Las crisis actuales, en cambio, son interdependientes y de alcance realmente global, con potencial para producir efectos mucho mayores. Lo que las distingue es que las soluciones ya no dependen exclusivamente de la capacidad de las autoridades económicas nacionales. Una respuesta eficaz demanda liderazgo y acción por parte de gobiernos de todo el mundo. Un ejemplo de este abordaje es la propuesta de crear un Consejo Mundial sobre Amenazas para la Salud. La detección temprana de amenazas de pandemia y el desarrollo de la inmunidad colectiva contra patógenos conocidos son ejemplos clásicos de bienes públicos globales con las propiedades de no rivalidad y no exclusión.
Pero en cada país por separado, los contribuyentes no tienen incentivos para la provisión de bienes de alcance global. Tampoco es posible delegar esta tarea a las ayudas oficiales al desarrollo (AOD) o a la filantropía, porque sencillamente, los números no cierran. El año pasado, el total de AOD llegó a 180 000 millones de dólares, y los donantes privados añadieron unos pocos miles de millones más. Pero para la provisión de bienes públicos globales se necesitan billones de dólares. Además, los presupuestos de ayuda oficial son demasiado variables, y las prioridades cambian. Pero lo que parece urgente y políticamente atractivo no siempre coincide con lo que es importante, que debería ser el foco en la provisión de bienes públicos globales.
Por eso tenemos que crear un nuevo sistema multilateral. Lo ideal sería que sus elementos principales se modelen sobre la base de las herramientas empleadas para la provisión de bienes públicos nacionales: tributación, incentivos y rendición de cuentas.
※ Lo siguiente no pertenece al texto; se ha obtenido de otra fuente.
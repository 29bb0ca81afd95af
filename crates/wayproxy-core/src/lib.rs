//! Wayproxy Core - capture model, configuration, and URL/time helpers.
//!
//! This crate holds the types shared by the archive store and the proxy:
//!
//! - [`CaptureRecord`] and [`MementoDescriptor`], the archived response and
//!   its temporal identity
//! - [`ProxyOptions`] and [`GatewayConfig`], loaded from TOML
//! - [`RouteSpec`], the `/<coll>/[record/]<mod>/` route prefix
//! - URL canonicalization ([`urlkey`]) and datetime formats ([`timestamp`])

pub mod capture;
pub mod config;
pub mod error;
pub mod route;
pub mod timestamp;
pub mod urlkey;

pub use capture::{mime_essence, CaptureRecord, CapturedRequest, MementoDescriptor};
pub use config::{
    ArchiveConfig, GatewayConfig, ListenConfig, LoggingConfig, ProxyOptions, UpstreamConfig,
    DEFAULT_CA_NAME, DEFAULT_COLLECTION, DEFAULT_MAGIC_HOST, DEFAULT_PROXY_PORT,
};
pub use error::{ConfigError, Result, TimestampError};
pub use route::{validate_collection_name, RouteSpec, DEFAULT_MODIFIER};
pub use urlkey::{canonical_key, target_url};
Puesto que los bienes públicos globales demandan un volumen de financiación significativo y estable, hay que apuntar a la creación de una fiscalidad internacional, financiada mediante aportes universales basados en la capacidad de pago. Por supuesto que también se necesita liderazgo en el nivel nacional, para asegurar una respuesta intergubernamental e intersectorial adecuada.
Dar a contribuyentes y gobiernos los incentivos correctos para la acción no será fácil. Pero la mayoría de los gobiernos se toma muy en serio las misiones periódicas del Fondo Monetario Internacional conforme al artículo IV; incluir en ellas una evaluación de la respuesta nacional a los riesgos climáticos y pandémicos sería un buen punto de partida. Asimismo, las agencias de calificación crediticia deberían ampliar las metodologías que usan para la evaluación de riesgos de gobiernos y corporaciones.
El mundo no está preparado para hacer frente a la nueva generación de crisis. En vez de concentrarnos solamente en las deficiencias dentro de un área particular al momento de una crisis, tenemos que comprender por qué una y otra vez fracasamos en la provisión de los bienes públicos globales que todas estas crisis nuevas exigen. Si no resolvemos este problema, seguirán apareciendo falencias específicas. Si, por ejemplo, mañana volviera a aparecer una amenaza de pandemia, no nos hallaría mejor preparados que la COVID‑19.
Las crisis actuales (climática, sanitaria y alimentaria) deberían bastar para poner en marcha los mecanismos de colaboración global necesarios para enfrentar esas amenazas. Si no son estas crisis, ¿qué podrá serlo?